Exercise aim:
Could you restate word for word every line of the records below, from the first one to the one holding "#[derive(Clone)]"?

Data supplied:

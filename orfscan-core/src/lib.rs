pub mod alphabets;
pub mod error;
pub mod genetic_code;
pub mod io;
pub mod orf;
pub mod seq;

pub use error::{OrfError, OrfResult};
pub use orf::{CodonTable, FrameMask, Orf, ScanParams, StartMode};
pub use seq::{SequenceLocation, Strand};
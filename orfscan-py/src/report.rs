use pyo3::prelude::*;
use pyo3::types::PyModule;

use orfscan_core::io::{ExtractSummary, SkippedRecord as CoreSkippedRecord};

#[pyclass(frozen)]
#[derive(Clone)]
pub struct SkippedRecord {
    pub(crate) index: usize,
    pub(crate) id: String,
    pub(crate) message: String,
}

#[pymethods]
impl SkippedRecord {
    #[getter]
    fn index(&self) -> usize {
        self.index
    }

    #[getter]
    fn id(&self) -> &str {
        &self.id
    }

    #[getter]
    fn message(&self) -> &str {
        &self.message
    }

    fn __repr__(&self) -> PyResult<String> {
        Ok(format!(
            "SkippedRecord(index={}, id={:?}, message={:?})",
            self.index, self.id, self.message
        ))
    }
}

impl From<CoreSkippedRecord> for SkippedRecord {
    fn from(value: CoreSkippedRecord) -> Self {
        Self {
            index: value.index,
            id: value.id.to_string(),
            message: value.message.to_string(),
        }
    }
}

#[pyclass(frozen)]
pub struct ExtractReport {
    pub(crate) records: usize,
    pub(crate) orfs: usize,
    pub(crate) skipped: Vec<SkippedRecord>,
}

#[pymethods]
impl ExtractReport {
    #[getter]
    fn records(&self) -> usize {
        self.records
    }

    #[getter]
    fn orfs(&self) -> usize {
        self.orfs
    }

    #[getter]
    fn skipped(&self) -> Vec<SkippedRecord> {
        self.skipped.clone()
    }

    fn __repr__(&self) -> String {
        format!(
            "ExtractReport(records={}, orfs={}, skipped={})",
            self.records,
            self.orfs,
            self.skipped.len()
        )
    }
}

impl From<ExtractSummary> for ExtractReport {
    fn from(value: ExtractSummary) -> Self {
        Self {
            records: value.records,
            orfs: value.orfs,
            skipped: value.skipped.into_iter().map(SkippedRecord::from).collect(),
        }
    }
}

pub fn register(m: &Bound<'_, PyModule>) -> PyResult<()> {
    m.add_class::<SkippedRecord>()?;
    m.add_class::<ExtractReport>()?;
    Ok(())
}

Task output:
filename orfscan-core/src/lib.rs
pub mod alphabets;
pub mod error;
pub mod genetic_code;
pub mod io;
pub mod orf;
pub mod seq;

pub use error::{OrfError, OrfResult};
pub use orf::{CodonTable, FrameMask, Orf, ScanParams, StartMode};
pub use seq::{SequenceLocation, Strand};
filename orfscan-py/src/report.rs
use pyo3::prelude::*;
use pyo3::types::PyModule;

use orfscan_core::io::{ExtractSummary, SkippedRecord as CoreSkippedRecord};

#[pyclass(frozen)]
#[derive(Clone)]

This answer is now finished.